Your instructions
Identify every line in the records below that contains the word "removed", and copy each of those lines.

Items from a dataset
◆ ◆ ◆ ◆ ◆

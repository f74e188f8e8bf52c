//! Job pool integration tests.
//!
//! Tests verify:
//! - Only the newest job of a type is applied, whatever the finish order
//! - Job types do not interfere with each other
//! - Panics and cancellations leave the pool usable
//! - The guard works standalone for ad hoc background threads

use std::sync::{mpsc, Arc, Mutex};
use std::thread;

use tokio::runtime::Handle;

use viewcore::{
    ControlQueue, Disposition, JobError, JobGuard, JobManager, JobOutcome, JobState, OutcomeKind,
};

use super::test_utils::WAIT;

fn setup(workers: usize) -> (ControlQueue, JobManager) {
    let control = ControlQueue::new();
    let jobs = JobManager::new(
        Handle::current(),
        workers,
        Arc::new(JobGuard::new()),
        control.poster(),
    );
    (control, jobs)
}

async fn settle(control: &mut ControlQueue, jobs: &JobManager) {
    tokio::time::timeout(WAIT, async {
        while jobs.in_flight() > 0 {
            control.run_next().await;
        }
    })
    .await
    .expect("jobs did not settle");
}

type Applied<T> = Arc<Mutex<Vec<T>>>;

/// Continuation that records completed values.
fn record<T: Send + 'static>(applied: &Applied<T>) -> impl FnOnce(JobOutcome<T>) + Send + 'static {
    let applied = applied.clone();
    move |outcome| {
        if let JobOutcome::Completed(value) = outcome {
            applied.lock().unwrap().push(value);
        }
    }
}

#[tokio::test(flavor = "multi_thread", worker_threads = 2)]
async fn test_storm_applies_last_submission() {
    let (mut control, jobs) = setup(4);
    let applied: Applied<u32> = Arc::default();

    let handles: Vec<_> = (0..20u32)
        .map(|i| jobs.submit("render", |i: u32, _ctx| Ok(i), i, record(&applied)))
        .collect();
    settle(&mut control, &jobs).await;

    assert_eq!(*applied.lock().unwrap(), vec![19]);
    let discarded = handles
        .iter()
        .filter(|h| h.state() == JobState::Delivered(OutcomeKind::Completed, Disposition::Discarded))
        .count();
    assert_eq!(discarded, 19);
    assert_eq!(jobs.guard().current_job_id("render"), None);
}

#[tokio::test(flavor = "multi_thread", worker_threads = 2)]
async fn test_reverse_finish_order() {
    let (mut control, jobs) = setup(3);
    let applied: Applied<&'static str> = Arc::default();

    // Three jobs that finish newest-first.
    let (tx_a, rx_a) = mpsc::channel::<()>();
    let (tx_b, rx_b) = mpsc::channel::<()>();
    jobs.submit(
        "stats",
        move |_: (), _ctx| {
            rx_a.recv().ok();
            Ok("a")
        },
        (),
        record(&applied),
    );
    jobs.submit(
        "stats",
        move |_: (), _ctx| {
            rx_b.recv().ok();
            Ok("b")
        },
        (),
        record(&applied),
    );
    jobs.submit("stats", |_: (), _ctx| Ok("c"), (), record(&applied));

    tokio::time::timeout(WAIT, control.run_next()).await.unwrap();
    tx_b.send(()).unwrap();
    tokio::time::timeout(WAIT, control.run_next()).await.unwrap();
    tx_a.send(()).unwrap();
    settle(&mut control, &jobs).await;

    assert_eq!(*applied.lock().unwrap(), vec!["c"]);
}

#[tokio::test(flavor = "multi_thread", worker_threads = 2)]
async fn test_job_types_are_independent() {
    let (mut control, jobs) = setup(2);
    let applied: Applied<String> = Arc::default();

    for job_type in ["render:1:frame", "render:1:mean", "histogram"] {
        jobs.submit(
            job_type,
            |name: String, ctx| Ok(format!("{name}@{}", ctx.job_type())),
            job_type.to_string(),
            record(&applied),
        );
    }
    settle(&mut control, &jobs).await;

    let mut applied = applied.lock().unwrap().clone();
    applied.sort();
    assert_eq!(
        applied,
        vec![
            "histogram@histogram",
            "render:1:frame@render:1:frame",
            "render:1:mean@render:1:mean",
        ]
    );
}

#[tokio::test(flavor = "multi_thread", worker_threads = 2)]
async fn test_pool_survives_panics() {
    let (mut control, jobs) = setup(1);
    let failures = Arc::new(Mutex::new(Vec::new()));
    let applied: Applied<u8> = Arc::default();

    for _ in 0..3 {
        let failures = failures.clone();
        jobs.submit(
            "fragile",
            |_: (), _ctx| -> Result<u8, JobError> { panic!("boom") },
            (),
            move |outcome| {
                if let JobOutcome::Failed(err) = outcome {
                    failures.lock().unwrap().push(err);
                }
            },
        );
        settle(&mut control, &jobs).await;
    }
    jobs.submit("sturdy", |_: (), _ctx| Ok(1u8), (), record(&applied));
    settle(&mut control, &jobs).await;

    assert_eq!(
        *failures.lock().unwrap(),
        vec![JobError::Panicked("boom".to_string()); 3]
    );
    assert_eq!(*applied.lock().unwrap(), vec![1]);
}

#[tokio::test(flavor = "multi_thread", worker_threads = 2)]
async fn test_cancel_all_then_resubmit() {
    let (mut control, jobs) = setup(2);
    let applied: Applied<u32> = Arc::default();
    let (started_tx, started_rx) = mpsc::channel::<()>();

    for i in 0..2u32 {
        let started = started_tx.clone();
        jobs.submit(
            &format!("slow-{i}"),
            move |i: u32, ctx| {
                started.send(()).ok();
                while !ctx.is_cancelled() {
                    thread::yield_now();
                }
                ctx.checkpoint()?;
                Ok(i)
            },
            i,
            record(&applied),
        );
    }
    for _ in 0..2 {
        started_rx.recv_timeout(WAIT).unwrap();
    }

    jobs.cancel_all();
    settle(&mut control, &jobs).await;
    assert!(applied.lock().unwrap().is_empty());

    jobs.submit("slow-0", |_: (), _ctx| Ok(42), (), record(&applied));
    settle(&mut control, &jobs).await;
    assert_eq!(*applied.lock().unwrap(), vec![42]);
}

#[test]
fn test_guard_standalone_with_threads() {
    let guard = Arc::new(JobGuard::new());
    let (done_tx, done_rx) = mpsc::channel();

    // Each thread publishes its id before starting, as a collaborator
    // running its own background work would.
    let workers: Vec<_> = (0..4)
        .map(|n| {
            let id = guard.gen_job_id();
            guard.store_current_job_id("export", id);
            let done = done_tx.clone();
            thread::spawn(move || done.send((n, id)).unwrap())
        })
        .collect();
    for worker in workers {
        worker.join().unwrap();
    }
    drop(done_tx);

    let current: Vec<_> = done_rx
        .iter()
        .filter(|(_, id)| guard.is_current_job("export", *id))
        .map(|(n, _)| n)
        .collect();
    assert_eq!(current, vec![3]);

    guard.clear_job_id("export");
    assert_eq!(guard.current_job_id("export"), None);
}
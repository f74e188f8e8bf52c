//! Multi-resolution helpers.
//!
//! Pyramid levels are built on demand with mean pooling, which keeps
//! intensity statistics closer to the source than plain subsampling.
//! Level `n` is downsampled by `2^n`.

use crate::coords::ImageShape;

use super::frame::ImageFrame;

/// Deepest level the selector will choose by default.
pub const DEFAULT_MAX_PYRAMID_LEVEL: u32 = 3;

/// Display pixels per image pixel below which levels 1, 2 and 3 kick in.
const LEVEL_THRESHOLDS: [f64; 3] = [1.0, 0.5, 0.25];

/// Fraction above a level's threshold that still keeps that level.
const HYSTERESIS: f64 = 0.15;

/// Integer downsample factor of a pyramid level.
pub fn pyramid_level_factor(level: u32) -> u32 {
    1u32.checked_shl(level).unwrap_or(u32::MAX)
}

/// Deepest level whose factor does not exceed `downsample`.
pub fn level_for_downsample(downsample: f64, max_level: u32) -> u32 {
    (1..=max_level)
        .rev()
        .find(|&level| f64::from(pyramid_level_factor(level)) <= downsample)
        .unwrap_or(0)
}

/// Mean-pool `frame` by `factor` along both axes.
///
/// Trailing rows and columns that do not fill a whole block are dropped.
/// If that would leave nothing, the frame is returned unchanged.
pub fn downsample_mean_pool(frame: &ImageFrame, factor: u32) -> ImageFrame {
    let factor = factor.max(1);
    let out_h = frame.height() / factor;
    let out_w = frame.width() / factor;
    if factor == 1 || out_h == 0 || out_w == 0 {
        return frame.clone();
    }

    let src = frame.as_slice();
    let src_w = frame.width() as usize;
    let f = factor as usize;
    let area = (f * f) as f32;

    ImageFrame::from_fn(ImageShape::new(out_h, out_w), |y, x| {
        let (y0, x0) = (y as usize * f, x as usize * f);
        let sum: f32 = (y0..y0 + f)
            .map(|yy| src[yy * src_w + x0..yy * src_w + x0 + f].iter().sum::<f32>())
            .sum();
        sum / area
    })
}

/// Chooses a pyramid level from the current zoom without flickering.
///
/// Once a level is in use it is kept until the zoom moves more than 15%
/// past that level's threshold.
#[derive(Debug, Clone)]
pub struct PyramidLevelSelector {
    max_level: u32,
    last_level: u32,
}

impl PyramidLevelSelector {
    /// `max_level` is capped at the number of known thresholds.
    pub fn new(max_level: u32) -> Self {
        Self {
            max_level: max_level.min(LEVEL_THRESHOLDS.len() as u32),
            last_level: 0,
        }
    }

    /// Level for `pixels_per_image_px` display pixels per image pixel.
    pub fn select(&mut self, pixels_per_image_px: f64) -> u32 {
        let mut target = (1..=self.max_level)
            .rev()
            .find(|&level| pixels_per_image_px < threshold(level))
            .unwrap_or(0);

        let keep_band = threshold(self.last_level) * (1.0 + HYSTERESIS);
        if self.last_level > 0 && pixels_per_image_px < keep_band {
            target = target.max(self.last_level);
        }

        self.last_level = target;
        target
    }

    /// Level chosen by the last call to [`select`](Self::select).
    pub fn current(&self) -> u32 {
        self.last_level
    }

    /// Forget the last level, e.g. when interaction ends.
    pub fn reset(&mut self) {
        self.last_level = 0;
    }
}

impl Default for PyramidLevelSelector {
    fn default() -> Self {
        Self::new(DEFAULT_MAX_PYRAMID_LEVEL)
    }
}

fn threshold(level: u32) -> f64 {
    LEVEL_THRESHOLDS
        .get(level.saturating_sub(1) as usize)
        .copied()
        .unwrap_or(0.25)
}
//! Coordinate transforms between the nested spaces of an image view.
//!
//! Four spaces are involved whenever the viewer maps a click or draws an
//! overlay:
//!
//! ```text
//!   full-resolution (y, x)  ── crop ──►  crop-relative (y, x)
//!                                             │  ÷ downsample
//!                                             ▼
//!   view surface (x, y)  ◄── axis swap ──  display (y, x)
//! ```
//!
//! Every function here is pure and may be called from any thread. Nothing
//! clips or rounds implicitly: out-of-range inputs produce well-defined but
//! possibly out-of-range outputs, and the caller bounds-checks before
//! touching pixel memory.
//!
//! # Example
//!
//! ```
//! use viewcore::coords::{display_to_full, full_to_display, CropRect, DownsampleFactor};
//!
//! let rect = CropRect::new(10.0, 20.0, 100.0, 200.0);
//! let ds = DownsampleFactor::new(2.0).unwrap();
//!
//! assert_eq!(full_to_display(60.0, 120.0, rect, ds), (25.0, 50.0));
//! assert_eq!(display_to_full(25.0, 50.0, rect, ds), (60.0, 120.0));
//! ```

mod transform;
mod view_state;

pub use transform::{
    canvas_to_display, crop_rect_intersection, crop_to_full, display_to_canvas, display_to_full,
    full_to_crop, full_to_display, roi_rect_in_display_coords, CropRect, DownsampleFactor,
    ImageShape, PixelWindow, Rect,
};
pub use view_state::ViewState;
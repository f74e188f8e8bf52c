//! Stale-result guard.
//!
//! Maps a job-type tag to the id of the most recently submitted job of that
//! type. Any completion path asks [`JobGuard::is_current_job`] before it is
//! allowed to touch shared state, so a slow job that finishes after a newer
//! one of the same type can never overwrite the newer result.
//!
//! # Example
//!
//! ```
//! use viewcore::jobs::JobGuard;
//!
//! let guard = JobGuard::new();
//!
//! let first = guard.gen_job_id();
//! guard.store_current_job_id("render", first);
//! let second = guard.gen_job_id();
//! guard.store_current_job_id("render", second);
//!
//! // Whichever worker finishes first, only the second result counts.
//! assert!(!guard.is_current_job("render", first));
//! assert!(guard.is_current_job("render", second));
//! ```

use std::collections::HashMap;
use std::fmt;
use std::sync::atomic::{AtomicU64, Ordering};
use std::sync::Mutex;

use crate::sync::lock;

// =============================================================================
// Job Id
// =============================================================================

/// Source of every [`JobId`] in the process; ids start at 1.
static NEXT_JOB_ID: AtomicU64 = AtomicU64::new(1);

/// Opaque, totally ordered job identifier.
///
/// Ids come from one process-wide counter, so they are never reused and
/// never collide between guards.
#[derive(Debug, Clone, Copy, PartialEq, Eq, PartialOrd, Ord, Hash)]
pub struct JobId(u64);

impl JobId {
    /// Raw counter value.
    pub fn get(self) -> u64 {
        self.0
    }
}

impl fmt::Display for JobId {
    fn fmt(&self, f: &mut fmt::Formatter<'_>) -> fmt::Result {
        write!(f, "job-{}", self.0)
    }
}

// =============================================================================
// Job Guard
// =============================================================================

/// Registry of the current job per job type.
///
/// All operations take one mutex for O(1) work. The guard is an ordinary
/// value: share it with `Arc<JobGuard>` and build as many independent
/// instances as needed.
#[derive(Debug, Default)]
pub struct JobGuard {
    /// Current job per job type
    current: Mutex<HashMap<String, JobId>>,
}

impl JobGuard {
    /// Create an empty guard.
    pub fn new() -> Self {
        Self::default()
    }

    /// Produce a fresh id, unique for the lifetime of the process.
    pub fn gen_job_id(&self) -> JobId {
        JobId(NEXT_JOB_ID.fetch_add(1, Ordering::Relaxed))
    }

    /// Publish `id` as current for `job_type`, replacing any previous value.
    pub fn store_current_job_id(&self, job_type: &str, id: JobId) {
        let mut current = lock(&self.current);
        current.insert(job_type.to_string(), id);
    }

    /// True iff `id` is the current job for `job_type`.
    ///
    /// An unknown job type is never current.
    pub fn is_current_job(&self, job_type: &str, id: JobId) -> bool {
        let current = lock(&self.current);
        current.get(job_type) == Some(&id)
    }

    /// Remove the entry for `job_type`, restoring "no active job".
    pub fn clear_job_id(&self, job_type: &str) {
        let mut current = lock(&self.current);
        current.remove(job_type);
    }

    /// Remove the entry for `job_type` only if it still points at `id`.
    ///
    /// Returns `true` if an entry was removed. A newer job's entry is left
    /// untouched.
    pub fn clear_job_id_if(&self, job_type: &str, id: JobId) -> bool {
        let mut current = lock(&self.current);
        if current.get(job_type) == Some(&id) {
            current.remove(job_type);
            true
        } else {
            false
        }
    }

    /// Current job for `job_type`, if any.
    pub fn current_job_id(&self, job_type: &str) -> Option<JobId> {
        lock(&self.current).get(job_type).copied()
    }
}

// =============================================================================
// Tests
// =============================================================================
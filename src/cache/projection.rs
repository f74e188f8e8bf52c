//! Memory-budgeted cache for derived views.
//!
//! Entries carry an explicit byte size. Two LRU pools, full-resolution and
//! pyramid, each get their own slice of the budget so a burst of cheap
//! pyramid tiles cannot push out an expensive projection and vice versa.
//!
//! # Size-Based Eviction
//!
//! After every insert the affected pool evicts least-recently-used entries
//! until it is back within its sub-budget. An entry larger than its whole
//! pool budget is rejected up front.
//!
//! The 90% pressure check sees usage as it stands right after the insert,
//! before eviction makes room.

use std::sync::{Arc, Mutex};

use lru::LruCache;
use tracing::{debug, warn};

use super::key::{CacheKey, Pool};
use super::telemetry::{BudgetWarning, CacheStats, CacheTelemetry};
use crate::sync::lock;

/// Default total budget: 1 GiB
pub const DEFAULT_CACHE_BUDGET: usize = 1024 * 1024 * 1024;

/// Default share of the budget reserved for pyramid levels
pub const DEFAULT_PYRAMID_SHARE: f64 = 0.25;

/// Usage percentage at which the budget warning fires
const WARNING_THRESHOLD_PERCENT: f64 = 90.0;

// =============================================================================
// Budget
// =============================================================================

/// Total byte budget and its pyramid slice.
#[derive(Debug, Clone, Copy, PartialEq, Eq)]
pub struct CacheBudget {
    pub total: usize,

    /// Bytes reserved for the pyramid pool; the full pool gets the rest
    pub pyramid: usize,
}

impl CacheBudget {
    /// Split `total` using [`DEFAULT_PYRAMID_SHARE`].
    pub fn new(total: usize) -> Self {
        Self::with_pyramid_share(total, DEFAULT_PYRAMID_SHARE)
    }

    /// Split `total` giving `floor(total * share)` to the pyramid pool.
    ///
    /// `share` is clamped to `[0, 1)`; a non-finite share counts as zero.
    pub fn with_pyramid_share(total: usize, share: f64) -> Self {
        let share = if share.is_finite() {
            share.clamp(0.0, 0.999)
        } else {
            0.0
        };
        let pyramid = ((total as f64) * share).floor() as usize;
        Self {
            total,
            pyramid: pyramid.min(total),
        }
    }

    /// Bytes available to the full-resolution pool.
    pub fn full(&self) -> usize {
        self.total - self.pyramid
    }

    pub fn for_pool(&self, pool: Pool) -> usize {
        match pool {
            Pool::Full => self.full(),
            Pool::Pyramid => self.pyramid,
        }
    }
}

// =============================================================================
// Put Outcome
// =============================================================================

/// Result of [`ProjectionCache::put`]. None of these are errors.
#[derive(Debug, Clone, Copy, PartialEq, Eq)]
pub enum PutOutcome {
    /// New entry stored; `evicted` older entries were dropped to make room
    Inserted { evicted: usize },

    /// Existing entry replaced as a whole
    Replaced { evicted: usize },

    /// Entry is larger than its pool budget and was not stored
    Rejected { size_bytes: usize, pool_budget: usize },
}

impl PutOutcome {
    pub fn is_stored(&self) -> bool {
        !matches!(self, PutOutcome::Rejected { .. })
    }
}

// =============================================================================
// Pools
// =============================================================================

struct Entry<V> {
    value: V,
    size_bytes: usize,
}

struct LruPool<V> {
    entries: LruCache<CacheKey, Entry<V>>,
    used_bytes: usize,
}

impl<V> LruPool<V> {
    fn new() -> Self {
        Self {
            entries: LruCache::unbounded(),
            used_bytes: 0,
        }
    }

    /// Insert or replace; returns `true` on replace.
    fn insert(&mut self, key: CacheKey, entry: Entry<V>) -> bool {
        self.used_bytes += entry.size_bytes;
        match self.entries.put(key, entry) {
            Some(old) => {
                self.used_bytes = self.used_bytes.saturating_sub(old.size_bytes);
                true
            }
            None => false,
        }
    }

    fn remove(&mut self, key: &CacheKey) -> Option<Entry<V>> {
        let entry = self.entries.pop(key)?;
        self.used_bytes = self.used_bytes.saturating_sub(entry.size_bytes);
        Some(entry)
    }

    /// Pop LRU entries until within `budget`. Returns `(count, bytes)`.
    fn evict_to(&mut self, budget: usize) -> (u64, u64) {
        let mut count = 0;
        let mut bytes = 0;
        while self.used_bytes > budget {
            let Some((_, entry)) = self.entries.pop_lru() else {
                break;
            };
            self.used_bytes = self.used_bytes.saturating_sub(entry.size_bytes);
            count += 1;
            bytes += entry.size_bytes as u64;
        }
        (count, bytes)
    }

    fn remove_image(&mut self, image_id: u64) -> usize {
        let keys: Vec<CacheKey> = self
            .entries
            .iter()
            .filter(|(key, _)| key.image_id == image_id)
            .map(|(key, _)| key.clone())
            .collect();
        for key in &keys {
            self.remove(key);
        }
        keys.len()
    }

    fn clear(&mut self) {
        self.entries.clear();
        self.used_bytes = 0;
    }
}

struct Inner<V> {
    full: LruPool<V>,
    pyramid: LruPool<V>,
    budget: CacheBudget,
    pyramid_share: f64,
    telemetry: CacheTelemetry,
}

impl<V> Inner<V> {
    fn pool_mut(&mut self, pool: Pool) -> &mut LruPool<V> {
        match pool {
            Pool::Full => &mut self.full,
            Pool::Pyramid => &mut self.pyramid,
        }
    }

    fn used_bytes(&self) -> usize {
        self.full.used_bytes + self.pyramid.used_bytes
    }

    fn evict(&mut self, pool: Pool) -> usize {
        let budget = self.budget.for_pool(pool);
        let (count, bytes) = self.pool_mut(pool).evict_to(budget);
        if count > 0 {
            self.telemetry.eviction_count += count;
            self.telemetry.bytes_evicted += bytes;
            if pool == Pool::Pyramid {
                self.telemetry.pyramid_evictions += count;
            }
            debug!(
                ?pool,
                evicted = count,
                bytes_reclaimed = bytes,
                total_evictions = self.telemetry.eviction_count,
                "Cache eviction"
            );
        }
        count as usize
    }

    /// Edge-triggered 90% check against the total budget.
    ///
    /// Inserts run it before evicting, so a pool churning at its own
    /// sub-budget still registers as pressure on the whole cache.
    fn check_pressure(&mut self) -> Option<BudgetWarning> {
        let used_bytes = self.used_bytes();
        let budget_bytes = self.budget.total;
        let percent = if budget_bytes > 0 {
            used_bytes as f64 * 100.0 / budget_bytes as f64
        } else {
            0.0
        };

        if budget_bytes == 0 || percent < WARNING_THRESHOLD_PERCENT {
            self.telemetry.warned_at_90pct = false;
            return None;
        }
        if self.telemetry.warned_at_90pct {
            return None;
        }

        self.telemetry.warned_at_90pct = true;
        let warning = BudgetWarning {
            used_bytes,
            budget_bytes,
            percent,
        };
        warn!(used_bytes, budget_bytes, "{}", warning);
        Some(warning)
    }
}

// =============================================================================
// Projection Cache
// =============================================================================

type WarningCallback = Arc<dyn Fn(&BudgetWarning) + Send + Sync>;

/// LRU cache for derived views with a byte budget and telemetry.
///
/// Every operation takes one mutex for the duration of O(1) work (amortised
/// over evictions), so concurrent callers observe a single serial order.
/// The warning callback runs after the lock is released.
///
/// # Example
///
/// ```
/// use viewcore::cache::{CacheKey, ProjectionCache, ViewKind, ViewParams};
///
/// let cache = ProjectionCache::with_pyramid_share(100, 0.0);
/// let k1 = CacheKey::new(1, ViewKind::Mean, ViewParams::default());
/// let k2 = CacheKey::new(2, ViewKind::Mean, ViewParams::default());
///
/// cache.put(k1.clone(), "first", 60);
/// cache.put(k2.clone(), "second", 60);
///
/// assert!(!cache.contains(&k1));
/// assert_eq!(cache.get(&k2), Some("second"));
/// assert_eq!(cache.telemetry().eviction_count, 1);
/// ```
pub struct ProjectionCache<V> {
    inner: Mutex<Inner<V>>,
    warning_callback: Mutex<Option<WarningCallback>>,
}

impl<V: Clone> ProjectionCache<V> {
    /// Create a cache with `total_bytes` split by [`DEFAULT_PYRAMID_SHARE`].
    pub fn new(total_bytes: usize) -> Self {
        Self::with_pyramid_share(total_bytes, DEFAULT_PYRAMID_SHARE)
    }

    /// Create a cache giving `floor(total_bytes * share)` to pyramid levels.
    pub fn with_pyramid_share(total_bytes: usize, share: f64) -> Self {
        Self {
            inner: Mutex::new(Inner {
                full: LruPool::new(),
                pyramid: LruPool::new(),
                budget: CacheBudget::with_pyramid_share(total_bytes, share),
                pyramid_share: share,
                telemetry: CacheTelemetry::default(),
            }),
            warning_callback: Mutex::new(None),
        }
    }

    /// Look up a view, marking it most recently used on a hit.
    pub fn get(&self, key: &CacheKey) -> Option<V> {
        let mut inner = lock(&self.inner);
        let value = inner
            .pool_mut(key.pool())
            .entries
            .get(key)
            .map(|entry| entry.value.clone());
        match value {
            Some(_) => inner.telemetry.hit_count += 1,
            None => inner.telemetry.miss_count += 1,
        }
        value
    }

    /// Check presence without touching recency or telemetry.
    pub fn contains(&self, key: &CacheKey) -> bool {
        let inner = lock(&self.inner);
        match key.pool() {
            Pool::Full => inner.full.entries.contains(key),
            Pool::Pyramid => inner.pyramid.entries.contains(key),
        }
    }

    /// Insert or replace a view of `size_bytes`, then enforce the budget.
    pub fn put(&self, key: CacheKey, value: V, size_bytes: usize) -> PutOutcome {
        let pool = key.pool();
        let (outcome, warning) = {
            let mut inner = lock(&self.inner);
            let pool_budget = inner.budget.for_pool(pool);

            if size_bytes > pool_budget {
                inner.telemetry.rejected_count += 1;
                warn!(
                    image_id = key.image_id,
                    kind = %key.kind,
                    ?pool,
                    size_bytes,
                    pool_budget,
                    "Cache entry exceeds pool budget, not cached"
                );
                return PutOutcome::Rejected {
                    size_bytes,
                    pool_budget,
                };
            }

            let replaced = inner
                .pool_mut(pool)
                .insert(key, Entry { value, size_bytes });
            let warning = inner.check_pressure();
            let evicted = inner.evict(pool);

            let outcome = if replaced {
                PutOutcome::Replaced { evicted }
            } else {
                PutOutcome::Inserted { evicted }
            };
            (outcome, warning)
        };

        if let Some(warning) = warning {
            self.notify(&warning);
        }
        outcome
    }

    /// Remove one entry. Not counted as an eviction.
    pub fn remove(&self, key: &CacheKey) -> Option<V> {
        let mut inner = lock(&self.inner);
        let entry = inner.pool_mut(key.pool()).remove(key);
        inner.check_pressure();
        entry.map(|e| e.value)
    }

    /// Drop every entry of one image in both pools. Returns the count.
    pub fn invalidate_image(&self, image_id: u64) -> usize {
        let mut inner = lock(&self.inner);
        let removed = inner.full.remove_image(image_id) + inner.pyramid.remove_image(image_id);
        inner.check_pressure();
        if removed > 0 {
            debug!(image_id, removed, "Invalidated cached views");
        }
        removed
    }

    /// Empty both pools. Telemetry is preserved.
    pub fn clear(&self) {
        let mut inner = lock(&self.inner);
        inner.full.clear();
        inner.pyramid.clear();
        inner.check_pressure();
    }

    /// Zero telemetry counters. Entries are preserved.
    pub fn reset_stats(&self) {
        lock(&self.inner).telemetry.reset_counters();
    }

    /// Change the total budget, re-split it and evict down to the new limits.
    ///
    /// The 90% warning is re-armed and evaluated against the new budget
    /// before anything is evicted.
    pub fn set_budget(&self, total_bytes: usize) {
        let warning = {
            let mut inner = lock(&self.inner);
            inner.budget = CacheBudget::with_pyramid_share(total_bytes, inner.pyramid_share);
            inner.telemetry.warned_at_90pct = false;
            let warning = inner.check_pressure();
            inner.evict(Pool::Full);
            inner.evict(Pool::Pyramid);
            warning
        };
        if let Some(warning) = warning {
            self.notify(&warning);
        }
    }

    /// Install the budget-pressure callback, replacing any previous one.
    pub fn set_warning_callback<F>(&self, callback: F)
    where
        F: Fn(&BudgetWarning) + Send + Sync + 'static,
    {
        *lock(&self.warning_callback) = Some(Arc::new(callback));
    }

    /// Remove the budget-pressure callback. Warnings are still logged.
    pub fn clear_warning_callback(&self) {
        *lock(&self.warning_callback) = None;
    }

    pub fn budget(&self) -> CacheBudget {
        lock(&self.inner).budget
    }

    pub fn used_bytes(&self) -> usize {
        lock(&self.inner).used_bytes()
    }

    pub fn len(&self) -> usize {
        let inner = lock(&self.inner);
        inner.full.entries.len() + inner.pyramid.entries.len()
    }

    pub fn is_empty(&self) -> bool {
        self.len() == 0
    }

    /// Occupancy snapshot.
    pub fn stats(&self) -> CacheStats {
        let inner = lock(&self.inner);
        CacheStats {
            used_bytes: inner.used_bytes(),
            budget_bytes: inner.budget.total,
            full_entries: inner.full.entries.len(),
            pyramid_entries: inner.pyramid.entries.len(),
        }
    }

    /// Telemetry snapshot.
    pub fn telemetry(&self) -> CacheTelemetry {
        lock(&self.inner).telemetry.clone()
    }

    fn notify(&self, warning: &BudgetWarning) {
        let callback = lock(&self.warning_callback).clone();
        if let Some(callback) = callback {
            callback(warning);
        }
    }
}

impl<V: Clone> Default for ProjectionCache<V> {
    fn default() -> Self {
        Self::new(DEFAULT_CACHE_BUDGET)
    }
}

// =============================================================================
// Tests
// =============================================================================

◆ ◆ ◆ ◆ ◆

Expected answer
    /// Returns `true` if an entry was removed. A newer job's entry is left
        let removed = inner.full.remove_image(image_id) + inner.pyramid.remove_image(image_id);
        if removed > 0 {
            debug!(image_id, removed, "Invalidated cached views");
        removed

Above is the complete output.